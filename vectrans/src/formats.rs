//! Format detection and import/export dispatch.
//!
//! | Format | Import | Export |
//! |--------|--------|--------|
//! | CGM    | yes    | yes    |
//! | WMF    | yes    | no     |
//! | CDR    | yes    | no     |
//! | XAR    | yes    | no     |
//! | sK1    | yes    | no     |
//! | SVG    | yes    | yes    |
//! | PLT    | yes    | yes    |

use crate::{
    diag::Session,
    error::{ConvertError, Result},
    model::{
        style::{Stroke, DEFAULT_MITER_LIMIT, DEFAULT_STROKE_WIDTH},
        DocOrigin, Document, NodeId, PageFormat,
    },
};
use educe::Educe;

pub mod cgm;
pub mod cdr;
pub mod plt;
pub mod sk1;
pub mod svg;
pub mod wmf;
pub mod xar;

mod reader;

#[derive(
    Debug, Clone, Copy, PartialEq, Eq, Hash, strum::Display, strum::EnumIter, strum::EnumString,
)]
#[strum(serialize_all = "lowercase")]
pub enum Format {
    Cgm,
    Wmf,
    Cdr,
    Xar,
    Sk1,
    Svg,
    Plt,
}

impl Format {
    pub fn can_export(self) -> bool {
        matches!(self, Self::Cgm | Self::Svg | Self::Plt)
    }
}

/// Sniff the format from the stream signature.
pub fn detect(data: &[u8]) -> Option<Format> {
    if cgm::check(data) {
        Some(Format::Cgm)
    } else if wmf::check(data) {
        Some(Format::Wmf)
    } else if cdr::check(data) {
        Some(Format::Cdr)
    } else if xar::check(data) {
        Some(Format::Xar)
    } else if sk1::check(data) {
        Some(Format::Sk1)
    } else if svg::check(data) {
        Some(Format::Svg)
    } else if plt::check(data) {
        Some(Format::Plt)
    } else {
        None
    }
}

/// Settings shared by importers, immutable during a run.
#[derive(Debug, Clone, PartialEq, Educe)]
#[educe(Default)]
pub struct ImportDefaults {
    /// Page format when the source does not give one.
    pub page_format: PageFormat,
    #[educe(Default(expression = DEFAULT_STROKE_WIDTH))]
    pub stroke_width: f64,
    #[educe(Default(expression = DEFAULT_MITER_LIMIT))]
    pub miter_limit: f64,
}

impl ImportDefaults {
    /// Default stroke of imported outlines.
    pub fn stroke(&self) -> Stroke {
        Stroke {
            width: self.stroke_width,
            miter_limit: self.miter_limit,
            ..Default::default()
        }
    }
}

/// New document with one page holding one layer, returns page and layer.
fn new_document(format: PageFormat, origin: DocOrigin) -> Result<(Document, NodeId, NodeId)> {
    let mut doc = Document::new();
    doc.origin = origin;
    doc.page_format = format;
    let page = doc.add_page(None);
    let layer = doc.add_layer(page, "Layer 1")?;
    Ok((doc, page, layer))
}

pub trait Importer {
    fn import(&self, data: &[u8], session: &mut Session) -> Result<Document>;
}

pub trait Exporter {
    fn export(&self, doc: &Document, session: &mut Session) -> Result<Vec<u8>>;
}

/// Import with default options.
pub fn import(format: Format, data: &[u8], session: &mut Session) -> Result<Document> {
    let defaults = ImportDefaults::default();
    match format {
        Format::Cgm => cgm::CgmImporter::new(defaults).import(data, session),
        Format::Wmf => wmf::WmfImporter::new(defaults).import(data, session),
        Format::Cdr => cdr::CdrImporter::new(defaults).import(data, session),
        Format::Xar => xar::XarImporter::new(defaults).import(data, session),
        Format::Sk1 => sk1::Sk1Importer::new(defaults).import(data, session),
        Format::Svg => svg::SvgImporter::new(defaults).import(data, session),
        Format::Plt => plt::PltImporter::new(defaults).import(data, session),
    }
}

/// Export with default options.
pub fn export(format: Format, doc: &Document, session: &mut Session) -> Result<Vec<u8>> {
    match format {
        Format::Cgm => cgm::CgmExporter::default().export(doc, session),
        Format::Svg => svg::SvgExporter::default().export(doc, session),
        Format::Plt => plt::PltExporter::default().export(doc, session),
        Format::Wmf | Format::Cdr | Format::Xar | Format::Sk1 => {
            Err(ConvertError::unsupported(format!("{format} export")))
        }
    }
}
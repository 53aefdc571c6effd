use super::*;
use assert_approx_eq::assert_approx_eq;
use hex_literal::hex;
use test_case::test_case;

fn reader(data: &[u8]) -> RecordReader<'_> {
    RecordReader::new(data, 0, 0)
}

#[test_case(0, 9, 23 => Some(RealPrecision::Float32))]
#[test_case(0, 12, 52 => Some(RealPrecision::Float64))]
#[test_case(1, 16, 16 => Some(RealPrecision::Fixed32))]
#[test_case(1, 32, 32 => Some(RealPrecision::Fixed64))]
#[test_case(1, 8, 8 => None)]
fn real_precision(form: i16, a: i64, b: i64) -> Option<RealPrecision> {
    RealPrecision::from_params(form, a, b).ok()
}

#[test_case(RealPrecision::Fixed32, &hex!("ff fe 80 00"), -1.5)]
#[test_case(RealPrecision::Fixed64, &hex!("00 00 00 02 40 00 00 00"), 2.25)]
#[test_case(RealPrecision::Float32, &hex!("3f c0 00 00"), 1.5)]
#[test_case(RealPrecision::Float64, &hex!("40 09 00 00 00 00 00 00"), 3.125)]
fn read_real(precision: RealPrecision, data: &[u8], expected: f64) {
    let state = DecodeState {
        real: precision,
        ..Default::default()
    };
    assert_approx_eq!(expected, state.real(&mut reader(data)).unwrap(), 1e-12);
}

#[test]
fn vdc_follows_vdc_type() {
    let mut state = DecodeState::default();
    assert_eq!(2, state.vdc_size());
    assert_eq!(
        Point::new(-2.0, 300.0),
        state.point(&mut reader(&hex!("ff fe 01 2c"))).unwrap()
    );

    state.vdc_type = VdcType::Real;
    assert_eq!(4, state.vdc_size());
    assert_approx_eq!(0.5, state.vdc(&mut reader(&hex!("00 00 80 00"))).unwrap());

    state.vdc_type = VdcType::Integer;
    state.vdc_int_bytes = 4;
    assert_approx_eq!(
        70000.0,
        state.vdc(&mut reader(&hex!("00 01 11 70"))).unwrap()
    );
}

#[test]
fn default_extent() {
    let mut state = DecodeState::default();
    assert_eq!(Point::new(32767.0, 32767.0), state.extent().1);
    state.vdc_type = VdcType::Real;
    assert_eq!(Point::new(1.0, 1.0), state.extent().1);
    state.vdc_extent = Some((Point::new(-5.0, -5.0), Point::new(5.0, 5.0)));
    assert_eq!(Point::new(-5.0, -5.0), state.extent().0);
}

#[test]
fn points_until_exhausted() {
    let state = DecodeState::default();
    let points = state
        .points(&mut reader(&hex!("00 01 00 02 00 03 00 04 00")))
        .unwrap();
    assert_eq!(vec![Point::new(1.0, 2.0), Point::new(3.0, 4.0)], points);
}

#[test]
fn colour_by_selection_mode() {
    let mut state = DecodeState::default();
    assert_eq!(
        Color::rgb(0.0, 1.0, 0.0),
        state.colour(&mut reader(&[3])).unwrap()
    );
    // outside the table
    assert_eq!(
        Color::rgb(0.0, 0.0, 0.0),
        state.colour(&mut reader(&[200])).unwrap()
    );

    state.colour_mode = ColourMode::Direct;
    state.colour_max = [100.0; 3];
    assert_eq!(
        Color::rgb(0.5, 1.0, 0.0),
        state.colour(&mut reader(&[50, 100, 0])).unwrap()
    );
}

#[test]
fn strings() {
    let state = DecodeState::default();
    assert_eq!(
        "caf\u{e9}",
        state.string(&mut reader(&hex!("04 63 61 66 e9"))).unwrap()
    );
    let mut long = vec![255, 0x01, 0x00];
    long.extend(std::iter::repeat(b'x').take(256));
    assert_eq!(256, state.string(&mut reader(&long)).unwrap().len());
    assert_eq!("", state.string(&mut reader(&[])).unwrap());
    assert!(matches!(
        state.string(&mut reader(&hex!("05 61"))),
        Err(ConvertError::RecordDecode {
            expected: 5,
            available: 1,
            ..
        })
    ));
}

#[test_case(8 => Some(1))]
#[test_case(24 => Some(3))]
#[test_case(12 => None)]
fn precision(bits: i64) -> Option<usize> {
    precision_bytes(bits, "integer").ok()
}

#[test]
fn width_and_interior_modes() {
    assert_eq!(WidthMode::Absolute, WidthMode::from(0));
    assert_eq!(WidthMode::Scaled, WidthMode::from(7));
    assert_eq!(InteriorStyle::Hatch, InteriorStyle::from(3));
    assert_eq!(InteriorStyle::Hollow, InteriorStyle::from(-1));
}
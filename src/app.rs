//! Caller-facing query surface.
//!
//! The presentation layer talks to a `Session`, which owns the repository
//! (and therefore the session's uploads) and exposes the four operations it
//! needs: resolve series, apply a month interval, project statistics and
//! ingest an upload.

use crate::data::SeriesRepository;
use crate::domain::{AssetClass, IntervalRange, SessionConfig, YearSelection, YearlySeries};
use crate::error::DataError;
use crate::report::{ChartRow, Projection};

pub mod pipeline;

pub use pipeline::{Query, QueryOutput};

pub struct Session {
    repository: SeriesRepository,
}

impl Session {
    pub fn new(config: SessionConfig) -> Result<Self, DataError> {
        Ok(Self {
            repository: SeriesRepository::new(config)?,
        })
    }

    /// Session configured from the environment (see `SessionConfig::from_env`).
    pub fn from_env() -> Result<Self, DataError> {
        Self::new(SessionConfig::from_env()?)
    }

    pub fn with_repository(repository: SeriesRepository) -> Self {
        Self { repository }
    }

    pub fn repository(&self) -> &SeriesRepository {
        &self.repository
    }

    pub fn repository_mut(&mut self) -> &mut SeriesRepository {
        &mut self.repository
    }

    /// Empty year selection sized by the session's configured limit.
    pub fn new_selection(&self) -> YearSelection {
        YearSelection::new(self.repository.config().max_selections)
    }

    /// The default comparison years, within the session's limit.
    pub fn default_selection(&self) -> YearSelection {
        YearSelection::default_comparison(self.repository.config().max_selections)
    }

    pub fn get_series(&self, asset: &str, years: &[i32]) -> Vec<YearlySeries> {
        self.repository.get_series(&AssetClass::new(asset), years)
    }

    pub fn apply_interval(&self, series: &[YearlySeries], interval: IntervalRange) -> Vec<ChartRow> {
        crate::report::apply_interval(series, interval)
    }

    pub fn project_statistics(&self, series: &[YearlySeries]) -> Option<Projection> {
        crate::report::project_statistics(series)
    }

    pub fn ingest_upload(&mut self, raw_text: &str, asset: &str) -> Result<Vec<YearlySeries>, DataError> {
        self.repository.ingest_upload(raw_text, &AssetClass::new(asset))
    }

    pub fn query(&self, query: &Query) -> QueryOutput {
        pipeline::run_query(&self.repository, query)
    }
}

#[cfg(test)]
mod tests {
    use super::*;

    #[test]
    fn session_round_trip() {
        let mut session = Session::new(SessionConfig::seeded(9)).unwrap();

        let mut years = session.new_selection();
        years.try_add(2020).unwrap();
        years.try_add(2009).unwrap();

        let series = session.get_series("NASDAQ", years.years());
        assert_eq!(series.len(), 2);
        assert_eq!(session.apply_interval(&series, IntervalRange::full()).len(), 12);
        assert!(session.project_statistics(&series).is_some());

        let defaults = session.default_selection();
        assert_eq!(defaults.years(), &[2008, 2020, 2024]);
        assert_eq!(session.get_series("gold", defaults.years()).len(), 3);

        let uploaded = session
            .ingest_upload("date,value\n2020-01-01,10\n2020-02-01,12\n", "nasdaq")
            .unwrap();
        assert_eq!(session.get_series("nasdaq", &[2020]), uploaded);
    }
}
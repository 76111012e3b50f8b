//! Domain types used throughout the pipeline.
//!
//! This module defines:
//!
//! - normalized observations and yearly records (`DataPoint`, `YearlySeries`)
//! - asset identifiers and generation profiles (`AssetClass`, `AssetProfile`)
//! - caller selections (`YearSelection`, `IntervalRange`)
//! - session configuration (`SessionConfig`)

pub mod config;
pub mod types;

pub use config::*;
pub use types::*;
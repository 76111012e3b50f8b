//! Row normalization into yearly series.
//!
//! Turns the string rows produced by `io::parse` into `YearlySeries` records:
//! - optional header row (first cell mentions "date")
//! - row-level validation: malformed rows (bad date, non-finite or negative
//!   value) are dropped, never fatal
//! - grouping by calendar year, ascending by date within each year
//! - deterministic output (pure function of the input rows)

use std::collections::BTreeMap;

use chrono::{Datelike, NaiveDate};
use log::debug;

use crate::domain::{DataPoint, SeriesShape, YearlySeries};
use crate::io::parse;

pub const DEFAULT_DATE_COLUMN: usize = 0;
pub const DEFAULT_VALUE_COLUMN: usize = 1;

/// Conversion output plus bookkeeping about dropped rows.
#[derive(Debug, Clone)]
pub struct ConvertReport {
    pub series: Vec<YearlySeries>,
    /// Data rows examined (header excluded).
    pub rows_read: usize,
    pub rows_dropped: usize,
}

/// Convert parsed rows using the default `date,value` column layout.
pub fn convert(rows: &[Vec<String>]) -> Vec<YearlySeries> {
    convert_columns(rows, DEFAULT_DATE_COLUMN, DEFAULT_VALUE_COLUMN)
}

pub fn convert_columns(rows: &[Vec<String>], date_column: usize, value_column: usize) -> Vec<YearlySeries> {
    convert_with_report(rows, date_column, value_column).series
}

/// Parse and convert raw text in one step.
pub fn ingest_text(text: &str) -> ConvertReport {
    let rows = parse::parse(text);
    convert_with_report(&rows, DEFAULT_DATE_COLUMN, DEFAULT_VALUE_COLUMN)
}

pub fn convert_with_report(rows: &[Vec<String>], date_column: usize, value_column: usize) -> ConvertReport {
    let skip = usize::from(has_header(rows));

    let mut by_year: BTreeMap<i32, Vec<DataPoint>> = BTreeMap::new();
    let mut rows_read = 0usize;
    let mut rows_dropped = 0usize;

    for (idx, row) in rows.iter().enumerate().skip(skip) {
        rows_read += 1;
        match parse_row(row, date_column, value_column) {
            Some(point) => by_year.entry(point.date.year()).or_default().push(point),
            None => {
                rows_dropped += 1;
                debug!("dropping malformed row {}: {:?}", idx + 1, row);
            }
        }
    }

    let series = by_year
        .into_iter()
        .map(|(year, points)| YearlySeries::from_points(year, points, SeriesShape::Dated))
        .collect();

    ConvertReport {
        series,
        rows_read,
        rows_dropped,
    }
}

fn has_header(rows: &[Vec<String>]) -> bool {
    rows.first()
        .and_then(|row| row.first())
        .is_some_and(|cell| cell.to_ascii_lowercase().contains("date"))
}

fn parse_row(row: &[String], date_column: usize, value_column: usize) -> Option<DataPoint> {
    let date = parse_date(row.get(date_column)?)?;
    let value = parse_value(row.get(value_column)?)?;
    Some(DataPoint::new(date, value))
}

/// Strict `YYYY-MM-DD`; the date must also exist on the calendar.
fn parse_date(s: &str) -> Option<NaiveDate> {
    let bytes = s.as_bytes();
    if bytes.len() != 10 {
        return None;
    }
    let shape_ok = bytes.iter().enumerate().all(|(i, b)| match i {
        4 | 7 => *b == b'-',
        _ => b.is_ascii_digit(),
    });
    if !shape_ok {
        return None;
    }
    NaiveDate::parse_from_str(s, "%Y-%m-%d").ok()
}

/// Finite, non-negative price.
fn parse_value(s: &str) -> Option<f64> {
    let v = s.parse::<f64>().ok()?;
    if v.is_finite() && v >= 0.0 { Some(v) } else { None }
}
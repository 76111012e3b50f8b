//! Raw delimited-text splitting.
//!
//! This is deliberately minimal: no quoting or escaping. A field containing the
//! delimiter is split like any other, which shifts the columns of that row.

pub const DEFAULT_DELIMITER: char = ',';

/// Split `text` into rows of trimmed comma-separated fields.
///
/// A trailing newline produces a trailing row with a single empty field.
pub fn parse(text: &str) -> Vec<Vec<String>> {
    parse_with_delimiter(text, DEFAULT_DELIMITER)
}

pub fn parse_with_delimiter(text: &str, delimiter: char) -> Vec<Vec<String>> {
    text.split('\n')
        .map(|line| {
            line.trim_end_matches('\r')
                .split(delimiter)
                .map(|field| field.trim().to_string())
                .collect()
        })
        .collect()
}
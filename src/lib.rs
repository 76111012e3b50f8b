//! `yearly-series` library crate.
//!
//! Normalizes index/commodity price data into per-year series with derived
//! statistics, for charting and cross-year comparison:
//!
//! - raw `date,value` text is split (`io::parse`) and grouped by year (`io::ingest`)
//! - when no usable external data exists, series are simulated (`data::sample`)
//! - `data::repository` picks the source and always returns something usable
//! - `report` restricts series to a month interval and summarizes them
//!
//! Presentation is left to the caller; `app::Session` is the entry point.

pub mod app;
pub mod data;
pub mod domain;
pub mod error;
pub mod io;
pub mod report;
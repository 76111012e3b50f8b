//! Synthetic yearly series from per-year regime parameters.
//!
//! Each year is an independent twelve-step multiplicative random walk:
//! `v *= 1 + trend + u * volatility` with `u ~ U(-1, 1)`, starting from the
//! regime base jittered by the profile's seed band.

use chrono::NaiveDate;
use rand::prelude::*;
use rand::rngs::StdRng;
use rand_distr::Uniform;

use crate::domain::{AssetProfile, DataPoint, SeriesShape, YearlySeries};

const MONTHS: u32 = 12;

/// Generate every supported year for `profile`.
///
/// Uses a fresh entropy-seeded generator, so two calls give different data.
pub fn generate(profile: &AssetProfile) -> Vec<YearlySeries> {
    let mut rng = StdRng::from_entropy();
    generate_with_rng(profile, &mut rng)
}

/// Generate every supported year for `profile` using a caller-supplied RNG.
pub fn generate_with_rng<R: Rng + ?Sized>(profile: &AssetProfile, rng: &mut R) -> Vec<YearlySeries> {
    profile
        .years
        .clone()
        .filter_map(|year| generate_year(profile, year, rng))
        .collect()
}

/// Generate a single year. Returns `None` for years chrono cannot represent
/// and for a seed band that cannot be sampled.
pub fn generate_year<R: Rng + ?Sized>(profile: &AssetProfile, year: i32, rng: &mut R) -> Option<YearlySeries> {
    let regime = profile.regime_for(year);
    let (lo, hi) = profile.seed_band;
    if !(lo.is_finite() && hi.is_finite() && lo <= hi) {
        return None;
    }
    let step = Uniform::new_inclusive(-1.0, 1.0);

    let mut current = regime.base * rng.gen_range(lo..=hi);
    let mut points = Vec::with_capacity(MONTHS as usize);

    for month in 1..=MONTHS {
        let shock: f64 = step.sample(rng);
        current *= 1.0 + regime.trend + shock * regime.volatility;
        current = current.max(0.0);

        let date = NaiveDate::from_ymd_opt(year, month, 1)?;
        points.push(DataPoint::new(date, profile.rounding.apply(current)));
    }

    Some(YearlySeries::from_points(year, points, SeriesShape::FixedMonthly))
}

**What you have to do:** Tally the lines of the records that contain the word "NaiveDate", then give only the tally.

**Response:** 5